• Prompt: In the records that follow, locate every line with "written" and extract it.

§ §

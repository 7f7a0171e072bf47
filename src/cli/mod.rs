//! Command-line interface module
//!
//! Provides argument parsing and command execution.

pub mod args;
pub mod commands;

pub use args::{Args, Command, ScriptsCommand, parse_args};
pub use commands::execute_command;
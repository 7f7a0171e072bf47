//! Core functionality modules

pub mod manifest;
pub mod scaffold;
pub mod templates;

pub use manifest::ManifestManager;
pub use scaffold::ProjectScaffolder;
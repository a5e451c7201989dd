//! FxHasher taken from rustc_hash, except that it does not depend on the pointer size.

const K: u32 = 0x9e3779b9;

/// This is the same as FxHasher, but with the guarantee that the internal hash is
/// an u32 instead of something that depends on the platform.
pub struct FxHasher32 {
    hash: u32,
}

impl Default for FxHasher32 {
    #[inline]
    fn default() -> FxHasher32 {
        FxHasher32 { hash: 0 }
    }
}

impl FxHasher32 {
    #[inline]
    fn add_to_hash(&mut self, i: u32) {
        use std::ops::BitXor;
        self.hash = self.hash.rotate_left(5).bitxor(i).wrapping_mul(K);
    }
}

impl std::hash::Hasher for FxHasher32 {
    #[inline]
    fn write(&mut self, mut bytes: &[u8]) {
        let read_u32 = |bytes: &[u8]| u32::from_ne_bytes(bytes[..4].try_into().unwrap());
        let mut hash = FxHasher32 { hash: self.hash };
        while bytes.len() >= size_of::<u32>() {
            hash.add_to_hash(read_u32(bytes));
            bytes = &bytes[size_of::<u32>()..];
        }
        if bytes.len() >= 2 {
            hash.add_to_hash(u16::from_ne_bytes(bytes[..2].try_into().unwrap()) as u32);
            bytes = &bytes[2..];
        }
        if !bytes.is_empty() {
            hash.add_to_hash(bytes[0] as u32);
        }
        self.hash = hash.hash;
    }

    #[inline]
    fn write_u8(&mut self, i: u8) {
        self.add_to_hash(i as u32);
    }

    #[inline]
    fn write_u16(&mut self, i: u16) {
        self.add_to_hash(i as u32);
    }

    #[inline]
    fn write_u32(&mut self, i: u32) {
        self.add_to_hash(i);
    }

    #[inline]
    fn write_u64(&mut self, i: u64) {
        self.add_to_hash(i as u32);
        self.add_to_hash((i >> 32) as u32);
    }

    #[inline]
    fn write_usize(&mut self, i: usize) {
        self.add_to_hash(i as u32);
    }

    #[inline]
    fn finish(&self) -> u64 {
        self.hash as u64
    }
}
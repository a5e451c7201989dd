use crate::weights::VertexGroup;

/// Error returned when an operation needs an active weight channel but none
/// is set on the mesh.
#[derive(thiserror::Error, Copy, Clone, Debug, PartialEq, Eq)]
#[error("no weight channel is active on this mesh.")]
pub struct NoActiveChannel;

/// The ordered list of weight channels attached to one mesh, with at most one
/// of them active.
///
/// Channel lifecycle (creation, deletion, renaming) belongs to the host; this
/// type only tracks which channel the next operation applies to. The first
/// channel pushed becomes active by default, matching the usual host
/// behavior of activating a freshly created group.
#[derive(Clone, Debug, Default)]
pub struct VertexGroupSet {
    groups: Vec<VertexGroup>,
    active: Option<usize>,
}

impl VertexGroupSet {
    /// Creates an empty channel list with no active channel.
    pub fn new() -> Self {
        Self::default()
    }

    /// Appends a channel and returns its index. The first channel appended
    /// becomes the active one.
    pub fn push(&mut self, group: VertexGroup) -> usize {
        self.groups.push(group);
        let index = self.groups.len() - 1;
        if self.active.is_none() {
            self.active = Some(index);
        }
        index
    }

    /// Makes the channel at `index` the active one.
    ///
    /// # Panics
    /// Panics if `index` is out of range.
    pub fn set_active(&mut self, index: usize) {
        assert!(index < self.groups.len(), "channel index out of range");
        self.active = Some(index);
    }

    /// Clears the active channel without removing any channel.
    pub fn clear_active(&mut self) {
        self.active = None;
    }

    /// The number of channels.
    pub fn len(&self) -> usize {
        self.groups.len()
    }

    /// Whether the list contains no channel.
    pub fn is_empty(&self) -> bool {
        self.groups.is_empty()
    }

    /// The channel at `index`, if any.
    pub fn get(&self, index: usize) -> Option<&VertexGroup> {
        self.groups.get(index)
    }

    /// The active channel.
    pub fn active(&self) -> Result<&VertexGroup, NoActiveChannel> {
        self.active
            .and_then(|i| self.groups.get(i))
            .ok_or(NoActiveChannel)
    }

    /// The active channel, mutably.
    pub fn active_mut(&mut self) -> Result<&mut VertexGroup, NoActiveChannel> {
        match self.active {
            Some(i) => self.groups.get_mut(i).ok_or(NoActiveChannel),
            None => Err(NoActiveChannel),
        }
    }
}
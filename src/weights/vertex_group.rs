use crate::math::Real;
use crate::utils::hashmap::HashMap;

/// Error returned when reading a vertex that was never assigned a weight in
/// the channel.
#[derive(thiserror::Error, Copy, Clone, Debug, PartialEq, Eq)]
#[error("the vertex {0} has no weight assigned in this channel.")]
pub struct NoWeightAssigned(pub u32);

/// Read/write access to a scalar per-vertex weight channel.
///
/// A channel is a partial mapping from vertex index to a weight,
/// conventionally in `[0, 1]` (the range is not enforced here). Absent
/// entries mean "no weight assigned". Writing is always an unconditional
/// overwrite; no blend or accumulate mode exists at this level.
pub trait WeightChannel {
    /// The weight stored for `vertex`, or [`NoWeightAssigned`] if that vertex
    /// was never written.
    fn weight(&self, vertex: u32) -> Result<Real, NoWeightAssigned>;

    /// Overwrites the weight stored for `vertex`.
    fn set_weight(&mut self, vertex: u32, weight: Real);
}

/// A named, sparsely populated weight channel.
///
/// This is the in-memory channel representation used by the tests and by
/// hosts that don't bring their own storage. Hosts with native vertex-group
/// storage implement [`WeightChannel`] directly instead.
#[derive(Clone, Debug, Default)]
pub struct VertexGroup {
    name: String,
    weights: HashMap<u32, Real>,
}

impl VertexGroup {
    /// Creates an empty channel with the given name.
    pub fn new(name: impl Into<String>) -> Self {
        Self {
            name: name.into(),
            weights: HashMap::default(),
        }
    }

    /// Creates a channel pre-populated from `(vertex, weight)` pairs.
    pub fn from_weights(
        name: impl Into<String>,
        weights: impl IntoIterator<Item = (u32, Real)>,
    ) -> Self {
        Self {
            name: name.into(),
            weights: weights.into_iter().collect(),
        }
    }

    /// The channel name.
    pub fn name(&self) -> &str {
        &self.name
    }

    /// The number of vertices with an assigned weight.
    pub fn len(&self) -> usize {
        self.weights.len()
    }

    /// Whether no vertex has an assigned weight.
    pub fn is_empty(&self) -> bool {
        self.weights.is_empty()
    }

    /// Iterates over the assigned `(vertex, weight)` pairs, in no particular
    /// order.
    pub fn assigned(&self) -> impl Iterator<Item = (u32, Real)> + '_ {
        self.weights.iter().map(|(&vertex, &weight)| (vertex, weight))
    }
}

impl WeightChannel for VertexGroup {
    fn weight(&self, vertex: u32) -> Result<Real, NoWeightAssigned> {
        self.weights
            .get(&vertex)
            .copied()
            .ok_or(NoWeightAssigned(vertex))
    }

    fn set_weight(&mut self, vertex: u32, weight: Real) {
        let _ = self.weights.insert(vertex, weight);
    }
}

§ §

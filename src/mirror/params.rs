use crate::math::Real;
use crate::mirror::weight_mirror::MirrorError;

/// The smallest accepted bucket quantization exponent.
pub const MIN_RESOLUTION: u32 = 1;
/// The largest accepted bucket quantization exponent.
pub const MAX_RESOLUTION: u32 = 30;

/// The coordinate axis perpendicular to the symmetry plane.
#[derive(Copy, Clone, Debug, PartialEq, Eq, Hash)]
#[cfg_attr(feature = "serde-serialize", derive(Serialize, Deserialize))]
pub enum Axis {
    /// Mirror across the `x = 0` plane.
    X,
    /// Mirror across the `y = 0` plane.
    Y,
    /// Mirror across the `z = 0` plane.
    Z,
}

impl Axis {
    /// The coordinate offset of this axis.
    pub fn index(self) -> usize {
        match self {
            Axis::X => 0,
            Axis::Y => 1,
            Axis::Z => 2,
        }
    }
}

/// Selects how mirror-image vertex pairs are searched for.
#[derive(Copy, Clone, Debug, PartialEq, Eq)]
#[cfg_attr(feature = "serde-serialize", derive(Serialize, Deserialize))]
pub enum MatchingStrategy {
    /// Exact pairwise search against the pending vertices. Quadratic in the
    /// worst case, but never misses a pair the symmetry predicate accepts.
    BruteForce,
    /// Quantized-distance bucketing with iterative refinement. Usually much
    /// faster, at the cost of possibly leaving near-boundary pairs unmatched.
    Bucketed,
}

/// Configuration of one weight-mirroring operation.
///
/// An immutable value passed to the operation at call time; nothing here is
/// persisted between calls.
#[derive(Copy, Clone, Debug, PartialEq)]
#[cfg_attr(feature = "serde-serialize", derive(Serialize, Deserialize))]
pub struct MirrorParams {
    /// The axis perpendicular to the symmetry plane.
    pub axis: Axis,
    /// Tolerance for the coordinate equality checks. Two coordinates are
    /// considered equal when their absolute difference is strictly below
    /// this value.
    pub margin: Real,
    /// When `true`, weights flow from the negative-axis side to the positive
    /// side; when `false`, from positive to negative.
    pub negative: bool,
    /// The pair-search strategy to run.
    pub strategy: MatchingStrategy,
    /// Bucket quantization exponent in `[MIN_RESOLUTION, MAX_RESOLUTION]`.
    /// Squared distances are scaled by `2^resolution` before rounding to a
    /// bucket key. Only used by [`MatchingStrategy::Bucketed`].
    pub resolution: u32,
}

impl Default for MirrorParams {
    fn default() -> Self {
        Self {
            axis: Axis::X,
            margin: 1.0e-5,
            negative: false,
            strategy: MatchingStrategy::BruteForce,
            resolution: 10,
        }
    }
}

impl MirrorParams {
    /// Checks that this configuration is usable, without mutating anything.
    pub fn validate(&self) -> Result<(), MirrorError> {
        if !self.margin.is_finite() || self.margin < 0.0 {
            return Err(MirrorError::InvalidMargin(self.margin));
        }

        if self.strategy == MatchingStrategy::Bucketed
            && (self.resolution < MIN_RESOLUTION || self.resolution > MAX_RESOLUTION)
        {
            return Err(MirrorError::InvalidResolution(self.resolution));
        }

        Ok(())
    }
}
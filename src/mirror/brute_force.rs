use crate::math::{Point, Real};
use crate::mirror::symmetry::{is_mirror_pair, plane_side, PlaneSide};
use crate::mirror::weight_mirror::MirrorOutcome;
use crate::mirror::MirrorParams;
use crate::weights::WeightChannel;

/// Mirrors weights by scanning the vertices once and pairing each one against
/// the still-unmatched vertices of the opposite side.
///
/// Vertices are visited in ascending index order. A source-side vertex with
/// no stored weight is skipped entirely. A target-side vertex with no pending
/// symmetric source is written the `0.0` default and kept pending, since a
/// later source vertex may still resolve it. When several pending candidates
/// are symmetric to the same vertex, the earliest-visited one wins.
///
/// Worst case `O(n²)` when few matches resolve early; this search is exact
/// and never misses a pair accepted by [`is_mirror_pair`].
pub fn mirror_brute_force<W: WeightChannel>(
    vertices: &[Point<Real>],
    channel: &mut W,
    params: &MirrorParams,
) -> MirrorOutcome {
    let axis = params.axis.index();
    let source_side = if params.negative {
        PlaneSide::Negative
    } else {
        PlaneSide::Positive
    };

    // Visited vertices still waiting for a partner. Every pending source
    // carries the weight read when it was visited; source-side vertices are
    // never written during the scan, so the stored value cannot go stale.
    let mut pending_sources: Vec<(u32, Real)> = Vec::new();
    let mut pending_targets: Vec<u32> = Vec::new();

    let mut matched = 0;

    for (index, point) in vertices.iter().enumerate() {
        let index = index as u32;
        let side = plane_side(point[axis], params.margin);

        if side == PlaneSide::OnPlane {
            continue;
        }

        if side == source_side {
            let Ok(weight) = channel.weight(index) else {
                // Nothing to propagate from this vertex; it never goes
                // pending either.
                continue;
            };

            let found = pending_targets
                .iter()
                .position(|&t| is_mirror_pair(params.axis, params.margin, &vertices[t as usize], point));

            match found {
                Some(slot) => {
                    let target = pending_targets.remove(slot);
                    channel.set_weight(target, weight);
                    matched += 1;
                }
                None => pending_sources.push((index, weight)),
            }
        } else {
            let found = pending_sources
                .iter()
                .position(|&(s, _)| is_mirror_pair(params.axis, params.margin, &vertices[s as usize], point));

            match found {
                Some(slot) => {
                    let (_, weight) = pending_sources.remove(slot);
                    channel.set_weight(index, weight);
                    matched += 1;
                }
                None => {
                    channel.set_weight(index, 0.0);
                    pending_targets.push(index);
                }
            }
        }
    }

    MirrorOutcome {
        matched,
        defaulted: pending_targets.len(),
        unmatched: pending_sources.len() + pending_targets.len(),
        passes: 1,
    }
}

§ §

• Answer to this task:
    /// was never written.
/// symmetric source is written the `0.0` default and kept pending, since a
    // never written during the scan, so the stored value cannot go stale.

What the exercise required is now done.